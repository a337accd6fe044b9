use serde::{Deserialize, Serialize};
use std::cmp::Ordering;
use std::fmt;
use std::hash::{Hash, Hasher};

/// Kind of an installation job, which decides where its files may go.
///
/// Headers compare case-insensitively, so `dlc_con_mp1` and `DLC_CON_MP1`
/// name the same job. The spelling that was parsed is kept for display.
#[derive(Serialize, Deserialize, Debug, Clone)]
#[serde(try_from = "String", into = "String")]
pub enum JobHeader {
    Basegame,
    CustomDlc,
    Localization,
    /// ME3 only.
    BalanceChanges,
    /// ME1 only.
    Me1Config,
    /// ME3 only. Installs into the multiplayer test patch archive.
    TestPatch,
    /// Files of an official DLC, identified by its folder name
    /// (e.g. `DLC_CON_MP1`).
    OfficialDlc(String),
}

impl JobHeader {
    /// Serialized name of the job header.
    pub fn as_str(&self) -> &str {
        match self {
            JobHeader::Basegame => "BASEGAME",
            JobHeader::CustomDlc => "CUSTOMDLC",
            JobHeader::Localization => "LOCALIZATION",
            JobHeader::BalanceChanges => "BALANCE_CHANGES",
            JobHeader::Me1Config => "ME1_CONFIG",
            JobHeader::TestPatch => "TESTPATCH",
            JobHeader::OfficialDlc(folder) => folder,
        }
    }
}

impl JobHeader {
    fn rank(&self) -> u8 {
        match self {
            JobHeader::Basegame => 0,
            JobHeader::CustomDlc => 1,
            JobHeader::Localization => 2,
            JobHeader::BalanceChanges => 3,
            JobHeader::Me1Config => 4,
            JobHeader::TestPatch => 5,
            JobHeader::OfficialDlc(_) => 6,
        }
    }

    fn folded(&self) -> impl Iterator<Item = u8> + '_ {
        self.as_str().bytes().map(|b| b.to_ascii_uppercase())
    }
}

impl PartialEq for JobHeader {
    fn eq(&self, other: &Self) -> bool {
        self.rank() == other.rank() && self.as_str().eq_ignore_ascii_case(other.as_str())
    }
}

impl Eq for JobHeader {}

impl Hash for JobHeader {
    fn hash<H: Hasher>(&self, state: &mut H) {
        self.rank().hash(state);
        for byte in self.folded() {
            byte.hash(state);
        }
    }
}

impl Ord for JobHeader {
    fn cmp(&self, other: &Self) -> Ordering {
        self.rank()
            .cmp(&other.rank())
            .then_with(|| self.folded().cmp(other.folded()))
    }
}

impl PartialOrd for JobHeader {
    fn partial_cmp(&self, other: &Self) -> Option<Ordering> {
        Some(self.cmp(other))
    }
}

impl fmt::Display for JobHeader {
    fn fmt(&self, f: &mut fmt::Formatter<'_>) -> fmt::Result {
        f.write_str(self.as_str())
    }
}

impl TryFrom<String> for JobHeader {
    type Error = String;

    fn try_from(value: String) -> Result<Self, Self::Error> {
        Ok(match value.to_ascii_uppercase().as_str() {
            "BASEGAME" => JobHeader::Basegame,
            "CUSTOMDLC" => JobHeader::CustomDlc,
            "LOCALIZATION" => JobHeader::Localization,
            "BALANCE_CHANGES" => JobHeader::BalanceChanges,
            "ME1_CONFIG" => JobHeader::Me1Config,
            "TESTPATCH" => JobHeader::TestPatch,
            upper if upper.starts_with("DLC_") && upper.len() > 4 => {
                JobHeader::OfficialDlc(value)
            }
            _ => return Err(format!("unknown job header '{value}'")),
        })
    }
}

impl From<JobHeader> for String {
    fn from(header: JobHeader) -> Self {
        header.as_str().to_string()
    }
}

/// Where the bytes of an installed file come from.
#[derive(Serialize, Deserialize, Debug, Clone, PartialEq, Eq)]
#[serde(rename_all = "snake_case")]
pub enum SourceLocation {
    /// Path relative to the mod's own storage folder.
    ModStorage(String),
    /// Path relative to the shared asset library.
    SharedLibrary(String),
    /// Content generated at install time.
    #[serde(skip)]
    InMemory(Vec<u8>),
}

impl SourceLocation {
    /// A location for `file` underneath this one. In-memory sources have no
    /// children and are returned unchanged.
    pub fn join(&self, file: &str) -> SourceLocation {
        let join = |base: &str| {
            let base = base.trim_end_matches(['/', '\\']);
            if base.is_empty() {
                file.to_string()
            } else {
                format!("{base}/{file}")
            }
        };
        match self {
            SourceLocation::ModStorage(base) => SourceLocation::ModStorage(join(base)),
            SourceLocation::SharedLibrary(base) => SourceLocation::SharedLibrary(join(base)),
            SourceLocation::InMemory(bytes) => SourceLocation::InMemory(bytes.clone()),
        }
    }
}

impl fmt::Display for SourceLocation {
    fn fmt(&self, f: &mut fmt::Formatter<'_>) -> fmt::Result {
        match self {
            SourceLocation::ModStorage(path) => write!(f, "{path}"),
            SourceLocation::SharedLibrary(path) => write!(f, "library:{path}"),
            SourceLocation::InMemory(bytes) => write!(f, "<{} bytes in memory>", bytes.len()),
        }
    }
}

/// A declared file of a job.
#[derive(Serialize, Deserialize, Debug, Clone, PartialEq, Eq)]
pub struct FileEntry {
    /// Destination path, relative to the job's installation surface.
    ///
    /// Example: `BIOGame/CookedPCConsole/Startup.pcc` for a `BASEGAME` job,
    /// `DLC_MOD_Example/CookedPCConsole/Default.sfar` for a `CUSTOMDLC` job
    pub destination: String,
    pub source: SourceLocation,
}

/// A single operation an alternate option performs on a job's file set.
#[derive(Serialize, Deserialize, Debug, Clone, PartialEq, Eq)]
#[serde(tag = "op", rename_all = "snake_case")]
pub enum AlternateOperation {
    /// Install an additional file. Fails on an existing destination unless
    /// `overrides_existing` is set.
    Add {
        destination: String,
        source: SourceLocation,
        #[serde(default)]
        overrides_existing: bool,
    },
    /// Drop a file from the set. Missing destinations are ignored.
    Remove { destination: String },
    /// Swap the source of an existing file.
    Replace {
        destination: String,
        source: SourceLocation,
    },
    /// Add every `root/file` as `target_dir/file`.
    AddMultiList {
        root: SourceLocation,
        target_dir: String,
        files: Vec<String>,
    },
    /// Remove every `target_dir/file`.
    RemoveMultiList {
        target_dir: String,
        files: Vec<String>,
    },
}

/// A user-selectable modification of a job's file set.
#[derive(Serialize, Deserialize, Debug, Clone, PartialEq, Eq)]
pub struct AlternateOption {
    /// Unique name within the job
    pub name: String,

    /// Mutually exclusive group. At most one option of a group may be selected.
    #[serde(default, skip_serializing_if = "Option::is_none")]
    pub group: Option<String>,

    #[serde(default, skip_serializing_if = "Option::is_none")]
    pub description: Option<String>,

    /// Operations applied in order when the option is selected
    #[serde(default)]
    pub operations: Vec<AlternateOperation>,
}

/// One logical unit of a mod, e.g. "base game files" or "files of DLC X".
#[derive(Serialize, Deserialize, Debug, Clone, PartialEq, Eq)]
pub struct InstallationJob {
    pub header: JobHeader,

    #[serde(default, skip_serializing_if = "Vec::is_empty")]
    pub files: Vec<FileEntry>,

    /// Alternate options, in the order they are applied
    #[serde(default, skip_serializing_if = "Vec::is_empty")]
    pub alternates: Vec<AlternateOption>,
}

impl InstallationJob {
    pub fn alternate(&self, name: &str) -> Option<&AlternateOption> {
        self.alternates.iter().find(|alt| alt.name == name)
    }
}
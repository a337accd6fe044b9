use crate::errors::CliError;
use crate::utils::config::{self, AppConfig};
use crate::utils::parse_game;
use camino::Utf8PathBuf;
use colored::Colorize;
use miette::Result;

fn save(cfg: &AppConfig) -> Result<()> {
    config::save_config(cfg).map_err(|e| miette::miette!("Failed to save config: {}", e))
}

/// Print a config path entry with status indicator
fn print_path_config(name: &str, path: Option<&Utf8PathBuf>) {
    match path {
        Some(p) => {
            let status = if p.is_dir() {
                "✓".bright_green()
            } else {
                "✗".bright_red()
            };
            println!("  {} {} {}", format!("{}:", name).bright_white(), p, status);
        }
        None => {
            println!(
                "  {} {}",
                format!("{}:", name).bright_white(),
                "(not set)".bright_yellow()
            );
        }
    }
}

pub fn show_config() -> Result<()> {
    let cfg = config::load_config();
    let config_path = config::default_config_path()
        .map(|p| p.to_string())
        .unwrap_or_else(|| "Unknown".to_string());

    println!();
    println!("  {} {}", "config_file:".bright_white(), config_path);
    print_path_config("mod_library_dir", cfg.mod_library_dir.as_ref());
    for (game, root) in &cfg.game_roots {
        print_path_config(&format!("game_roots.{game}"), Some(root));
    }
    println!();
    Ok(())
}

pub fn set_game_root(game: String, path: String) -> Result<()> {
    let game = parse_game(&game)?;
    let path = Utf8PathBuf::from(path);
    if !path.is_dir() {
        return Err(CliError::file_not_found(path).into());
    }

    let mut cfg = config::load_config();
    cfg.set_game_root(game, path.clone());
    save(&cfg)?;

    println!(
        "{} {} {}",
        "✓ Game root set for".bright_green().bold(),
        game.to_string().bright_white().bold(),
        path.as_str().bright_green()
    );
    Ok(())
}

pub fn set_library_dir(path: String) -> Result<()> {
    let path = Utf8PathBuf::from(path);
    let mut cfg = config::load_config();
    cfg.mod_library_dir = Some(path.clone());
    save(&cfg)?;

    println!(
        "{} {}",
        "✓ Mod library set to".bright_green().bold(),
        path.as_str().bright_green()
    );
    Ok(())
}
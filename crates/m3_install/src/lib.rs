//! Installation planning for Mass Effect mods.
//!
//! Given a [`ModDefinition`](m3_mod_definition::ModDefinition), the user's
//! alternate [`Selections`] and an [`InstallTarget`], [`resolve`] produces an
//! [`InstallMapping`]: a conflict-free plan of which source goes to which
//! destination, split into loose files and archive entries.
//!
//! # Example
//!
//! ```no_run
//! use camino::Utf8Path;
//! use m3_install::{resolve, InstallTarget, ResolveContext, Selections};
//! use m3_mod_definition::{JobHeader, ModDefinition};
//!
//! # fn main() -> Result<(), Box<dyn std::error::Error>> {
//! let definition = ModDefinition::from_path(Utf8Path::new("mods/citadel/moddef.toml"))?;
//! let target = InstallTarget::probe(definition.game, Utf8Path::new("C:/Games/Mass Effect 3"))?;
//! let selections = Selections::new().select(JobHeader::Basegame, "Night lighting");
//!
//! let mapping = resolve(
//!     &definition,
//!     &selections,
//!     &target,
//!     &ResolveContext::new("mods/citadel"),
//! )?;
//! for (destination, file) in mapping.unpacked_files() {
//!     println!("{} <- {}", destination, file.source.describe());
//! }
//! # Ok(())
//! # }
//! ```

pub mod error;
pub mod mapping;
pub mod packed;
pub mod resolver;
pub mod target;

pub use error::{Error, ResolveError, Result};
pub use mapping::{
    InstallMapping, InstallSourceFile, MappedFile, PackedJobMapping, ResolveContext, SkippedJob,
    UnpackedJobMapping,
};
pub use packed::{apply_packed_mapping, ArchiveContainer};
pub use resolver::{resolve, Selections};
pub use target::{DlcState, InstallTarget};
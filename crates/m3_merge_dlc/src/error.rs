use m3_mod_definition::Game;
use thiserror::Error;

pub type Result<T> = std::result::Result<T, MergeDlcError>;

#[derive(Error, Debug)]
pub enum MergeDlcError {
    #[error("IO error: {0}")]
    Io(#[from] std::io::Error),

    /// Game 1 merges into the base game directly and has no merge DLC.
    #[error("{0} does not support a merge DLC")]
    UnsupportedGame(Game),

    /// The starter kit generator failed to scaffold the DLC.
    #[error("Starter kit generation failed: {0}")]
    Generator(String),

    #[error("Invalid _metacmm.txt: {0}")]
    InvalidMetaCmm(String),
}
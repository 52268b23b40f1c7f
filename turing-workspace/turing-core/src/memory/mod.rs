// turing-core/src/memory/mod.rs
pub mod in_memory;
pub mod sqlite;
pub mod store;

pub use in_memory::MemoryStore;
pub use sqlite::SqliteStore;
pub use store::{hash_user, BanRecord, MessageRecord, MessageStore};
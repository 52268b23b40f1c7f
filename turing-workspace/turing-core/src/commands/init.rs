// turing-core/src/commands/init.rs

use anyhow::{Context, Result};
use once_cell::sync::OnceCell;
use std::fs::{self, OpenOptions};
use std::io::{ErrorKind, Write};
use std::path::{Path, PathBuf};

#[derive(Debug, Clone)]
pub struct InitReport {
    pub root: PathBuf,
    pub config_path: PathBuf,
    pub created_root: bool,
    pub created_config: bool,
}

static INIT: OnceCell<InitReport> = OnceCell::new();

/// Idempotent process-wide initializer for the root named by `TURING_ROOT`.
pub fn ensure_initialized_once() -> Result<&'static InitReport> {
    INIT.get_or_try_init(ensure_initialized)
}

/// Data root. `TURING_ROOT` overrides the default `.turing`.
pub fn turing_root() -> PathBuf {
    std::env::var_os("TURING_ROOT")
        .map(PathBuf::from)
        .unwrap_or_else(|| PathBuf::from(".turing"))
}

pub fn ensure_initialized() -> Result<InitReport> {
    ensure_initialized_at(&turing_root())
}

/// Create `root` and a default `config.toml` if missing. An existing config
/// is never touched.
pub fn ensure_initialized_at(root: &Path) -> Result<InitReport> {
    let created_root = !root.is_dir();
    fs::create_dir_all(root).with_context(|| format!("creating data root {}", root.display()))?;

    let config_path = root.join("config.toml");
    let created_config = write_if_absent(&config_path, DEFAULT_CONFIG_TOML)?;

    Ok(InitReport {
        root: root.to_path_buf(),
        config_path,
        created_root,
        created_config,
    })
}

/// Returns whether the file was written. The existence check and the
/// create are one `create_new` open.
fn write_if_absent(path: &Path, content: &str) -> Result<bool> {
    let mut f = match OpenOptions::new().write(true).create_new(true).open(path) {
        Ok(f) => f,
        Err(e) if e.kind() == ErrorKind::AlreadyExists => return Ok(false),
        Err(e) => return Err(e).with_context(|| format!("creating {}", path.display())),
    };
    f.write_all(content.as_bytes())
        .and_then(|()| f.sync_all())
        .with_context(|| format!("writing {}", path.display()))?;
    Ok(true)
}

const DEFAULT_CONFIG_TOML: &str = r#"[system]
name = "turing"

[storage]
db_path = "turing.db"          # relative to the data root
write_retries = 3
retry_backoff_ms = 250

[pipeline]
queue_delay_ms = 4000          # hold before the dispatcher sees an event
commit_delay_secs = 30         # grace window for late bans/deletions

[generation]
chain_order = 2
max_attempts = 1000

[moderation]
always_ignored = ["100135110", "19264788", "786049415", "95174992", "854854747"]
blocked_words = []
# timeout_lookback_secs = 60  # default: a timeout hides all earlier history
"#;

Required action> In the entries above, how many lines contain the word "ErrorKind"? Provide the number alone.

Response box> 2